_YOUR ASSIGNMENT_
Each line holding the string "custom" is to be copied from the data.

*** Opening of RECORDED DATA ***

use crate::{Metadata, StorageError, StorageObject, StorageProvider};
use async_trait::async_trait;
use aws_config::BehaviorVersion;
use aws_credential_types::provider::SharedCredentialsProvider;
use aws_sdk_s3::config::Region;
use aws_sdk_s3::primitives::ByteStream;
use aws_sdk_s3::types::{CompletedMultipartUpload, CompletedPart};
use aws_sdk_s3::Client;
use chrono::{TimeZone, Utc};
use log::{debug, error, info};
use std::collections::HashMap;
use std::path::Path;
use tokio::io::{AsyncReadExt, AsyncWriteExt, BufReader};

/// 5MB, the S3 minimum for every part but the last.
const PART_SIZE: usize = 5 * 1024 * 1024;

#[derive(Debug, Clone)]
pub enum ProviderKind {
    Aws,
    Minio,
    Other(String),
}

pub struct S3Provider {
    /// S3 client
    client: Client,
    /// Provider kind (for provider-specific config/quirks)
    provider_kind: ProviderKind,
}

impl S3Provider {
    /// Creates a new S3 provider. A custom endpoint switches the client to
    /// path-style addressing, which S3-compatible services expect.
    pub async fn new(
        region: Option<String>,
        endpoint: Option<String>,
        access_key: Option<String>,
        secret_key: Option<String>,
    ) -> Result<Self, StorageError> {
        let region_str = region.unwrap_or_else(|| "us-east-1".to_string());
        let provider_kind = match &endpoint {
            None => ProviderKind::Aws,
            Some(ep) if ep.contains(":9000") => ProviderKind::Minio,
            Some(ep) => ProviderKind::Other(ep.clone()),
        };
        info!("Initializing S3Provider for {provider_kind:?} in {region_str}");

        let mut config_builder = aws_config::defaults(BehaviorVersion::v2025_01_17())
            .region(Region::new(region_str))
            .retry_config(aws_config::retry::RetryConfig::standard().with_max_attempts(3));

        // Add credentials if provided
        if let (Some(access_key), Some(secret_key)) = (access_key, secret_key) {
            let credentials = aws_credential_types::Credentials::new(
                access_key,
                secret_key,
                None,
                None,
                "static-credentials-provider",
            );
            config_builder =
                config_builder.credentials_provider(SharedCredentialsProvider::new(credentials));
        }

        if let Some(ref endpoint) = endpoint {
            info!("Using custom endpoint: {endpoint}");
            config_builder = config_builder.endpoint_url(endpoint);
        }

        let sdk_config = config_builder.load().await;
        let mut s3_config_builder = aws_sdk_s3::config::Builder::from(&sdk_config);
        if endpoint.is_some() {
            s3_config_builder = s3_config_builder.force_path_style(true);
        }
        let client = Client::from_conf(s3_config_builder.build());

        Ok(Self {
            client,
            provider_kind,
        })
    }

    pub fn kind(&self) -> &ProviderKind {
        &self.provider_kind
    }

    /// Converts an S3 object to a StorageObject
    fn convert_s3_object(obj: &aws_sdk_s3::types::Object) -> StorageObject {
        StorageObject {
            key: obj.key().unwrap_or_default().to_string(),
            size: obj.size().and_then(|size| u64::try_from(size).ok()).unwrap_or(0),
            last_modified: obj
                .last_modified()
                .and_then(|t| Utc.timestamp_opt(t.secs(), 0).single()),
            etag: obj.e_tag().map(|s| s.to_string()),
        }
    }

    /// Helper: initiate a multipart upload and return the upload_id
    async fn initiate_multipart_upload(
        &self,
        bucket: &str,
        key: &str,
        content_type: Option<&str>,
        metadata: Option<Metadata>,
    ) -> Result<String, StorageError> {
        let mut req = self
            .client
            .create_multipart_upload()
            .bucket(bucket)
            .key(key);
        if let Some(content_type) = content_type {
            req = req.content_type(content_type);
        }
        if let Some(metadata) = metadata {
            for (k, v) in metadata {
                req = req.metadata(k, v);
            }
        }
        let resp = req.send().await.map_err(|e| {
            error!("Failed to initiate multipart upload for {bucket}/{key}: {e}");
            StorageError::Aws(e.to_string())
        })?;
        resp.upload_id()
            .map(|s| s.to_string())
            .ok_or_else(|| StorageError::Unexpected("No upload_id returned from S3".to_string()))
    }

    /// Uploads the remainder of `reader` as the parts of an open multipart upload.
    async fn upload_parts<R>(
        &self,
        bucket: &str,
        key: &str,
        upload_id: &str,
        reader: &mut R,
    ) -> Result<Vec<CompletedPart>, StorageError>
    where
        R: tokio::io::AsyncRead + Unpin + Send,
    {
        let mut parts = Vec::new();
        let mut part_number = 1;
        loop {
            let mut buf = vec![0u8; PART_SIZE];
            let mut filled = 0;
            while filled < PART_SIZE {
                let n = reader.read(&mut buf[filled..]).await?;
                if n == 0 {
                    break;
                }
                filled += n;
            }
            if filled == 0 {
                break;
            }
            let is_last_part = filled < PART_SIZE;
            debug!("Uploading part {part_number} ({filled} bytes)");
            buf.truncate(filled);
            let resp = self
                .client
                .upload_part()
                .bucket(bucket)
                .key(key)
                .upload_id(upload_id)
                .part_number(part_number)
                .body(ByteStream::from(buf))
                .send()
                .await
                .map_err(|e| {
                    error!("Failed to upload part {part_number} for {bucket}/{key}: {e:?}");
                    report_s3_error_to_sentry("upload_file:upload_part", &e, bucket, key);
                    StorageError::Aws(e.to_string())
                })?;
            parts.push(
                CompletedPart::builder()
                    .set_part_number(Some(part_number))
                    .set_e_tag(resp.e_tag().map(|s| s.to_string()))
                    .build(),
            );
            part_number += 1;
            if is_last_part {
                break;
            }
        }
        Ok(parts)
    }
}

#[async_trait]
impl StorageProvider for S3Provider {
    fn name(&self) -> &str {
        "AWS S3"
    }

    async fn list_objects(
        &self,
        bucket: &str,
        prefix: Option<&str>,
    ) -> Result<Vec<StorageObject>, StorageError> {
        let mut objects = Vec::new();
        let mut continuation_token: Option<String> = None;

        loop {
            let resp = self
                .client
                .list_objects_v2()
                .bucket(bucket)
                .set_prefix(prefix.map(str::to_string))
                .set_continuation_token(continuation_token.take())
                .send()
                .await
                .map_err(|e| {
                    error!("Failed to list objects in bucket {bucket}: {e}");
                    StorageError::Aws(e.to_string())
                })?;

            objects.extend(resp.contents().iter().map(Self::convert_s3_object));

            match resp.next_continuation_token() {
                Some(token) if resp.is_truncated().unwrap_or(false) => {
                    continuation_token = Some(token.to_string());
                }
                _ => break,
            }
        }

        debug!("Listed {} objects in {bucket}", objects.len());
        Ok(objects)
    }

    async fn upload_file(
        &self,
        bucket: &str,
        key: &str,
        file_path: &Path,
        content_type: Option<&str>,
        metadata: Option<Metadata>,
    ) -> Result<(), StorageError> {
        let file = tokio::fs::File::open(file_path).await.map_err(|e| {
            error!("Failed to open file {}: {}", file_path.display(), e);
            StorageError::Io(e)
        })?;
        let file_size = file.metadata().await?.len();
        let mut reader = BufReader::new(file);

        // Use single put_object for small files
        if file_size <= PART_SIZE as u64 {
            let mut buffer = Vec::with_capacity(file_size as usize);
            reader.read_to_end(&mut buffer).await?;
            let mut req = self
                .client
                .put_object()
                .bucket(bucket)
                .key(key)
                .body(ByteStream::from(buffer));
            if let Some(content_type) = content_type {
                req = req.content_type(content_type);
            }
            if let Some(metadata) = metadata {
                for (k, v) in metadata {
                    req = req.metadata(k, v);
                }
            }
            req.send().await.map_err(|e| {
                error!("Failed to upload file to {bucket}/{key}: {e}");
                StorageError::Aws(e.to_string())
            })?;
            info!(
                "Uploaded file {} to {}/{} ({} bytes) in single part",
                file_path.display(),
                bucket,
                key,
                file_size
            );
            return Ok(());
        }

        debug!("Initiating multipart upload: bucket={bucket}, key={key}, file_size={file_size}");
        let upload_id = self
            .initiate_multipart_upload(bucket, key, content_type, metadata)
            .await?;

        let parts = match self.upload_parts(bucket, key, &upload_id, &mut reader).await {
            Ok(parts) => parts,
            Err(e) => {
                // Leave no orphaned parts behind; the retry starts a fresh upload.
                if let Err(abort) = self
                    .client
                    .abort_multipart_upload()
                    .bucket(bucket)
                    .key(key)
                    .upload_id(&upload_id)
                    .send()
                    .await
                {
                    error!("Failed to abort multipart upload for {bucket}/{key}: {abort}");
                }
                return Err(e);
            }
        };

        let completed_upload = CompletedMultipartUpload::builder()
            .set_parts(Some(parts))
            .build();
        self.client
            .complete_multipart_upload()
            .bucket(bucket)
            .key(key)
            .upload_id(&upload_id)
            .multipart_upload(completed_upload)
            .send()
            .await
            .map_err(|e| {
                error!("Failed to complete multipart upload for {bucket}/{key}: {e:?}");
                report_s3_error_to_sentry("upload_file:complete_multipart_upload", &e, bucket, key);
                StorageError::Aws(e.to_string())
            })?;
        info!("Multipart upload completed: {}/{}", bucket, key);
        Ok(())
    }

    async fn download_file(
        &self,
        bucket: &str,
        key: &str,
        destination: &Path,
    ) -> Result<(), StorageError> {
        let resp = self
            .client
            .get_object()
            .bucket(bucket)
            .key(key)
            .send()
            .await
            .map_err(|e| {
                let msg = e.to_string();
                if msg.contains("NoSuchKey") || msg.contains("404") {
                    StorageError::NotFound(format!("Object {bucket}/{key} not found"))
                } else {
                    StorageError::Aws(msg)
                }
            })?;

        if let Some(parent) = destination.parent() {
            tokio::fs::create_dir_all(parent).await?;
        }
        let mut file = tokio::fs::File::create(destination).await?;
        let mut stream = resp.body.into_async_read();
        let bytes = tokio::io::copy(&mut stream, &mut file).await?;
        file.flush().await?;
        info!("Downloaded {bucket}/{key} to {} ({bytes} bytes)", destination.display());
        Ok(())
    }

    async fn object_exists(&self, bucket: &str, key: &str) -> Result<bool, StorageError> {
        match self.client.head_object().bucket(bucket).key(key).send().await {
            Ok(_) => Ok(true),
            Err(e)
                if e.as_service_error()
                    .map(|e| e.is_not_found())
                    .unwrap_or(false) =>
            {
                Ok(false)
            }
            Err(e) => {
                error!("Error checking object existence for {bucket}/{key}: {e}");
                Err(StorageError::Aws(e.to_string()))
            }
        }
    }
}

fn report_s3_error_to_sentry(
    operation: &str,
    error: &dyn std::error::Error,
    bucket: &str,
    key: &str,
) {
    let mut extra = HashMap::new();
    extra.insert("bucket", bucket);
    extra.insert("key", key);

    let extra_json = serde_json::to_string(&extra).unwrap_or_default();
    let sentry_message = format!("{operation}: {error} | context: {extra_json}");
    sentry::capture_message(&sentry_message, sentry::Level::Error);
}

*** Close of RECORDED DATA ***

_TASK RESPONSE_
    /// Creates a new S3 provider. A custom endpoint switches the client to
            info!("Using custom endpoint: {endpoint}");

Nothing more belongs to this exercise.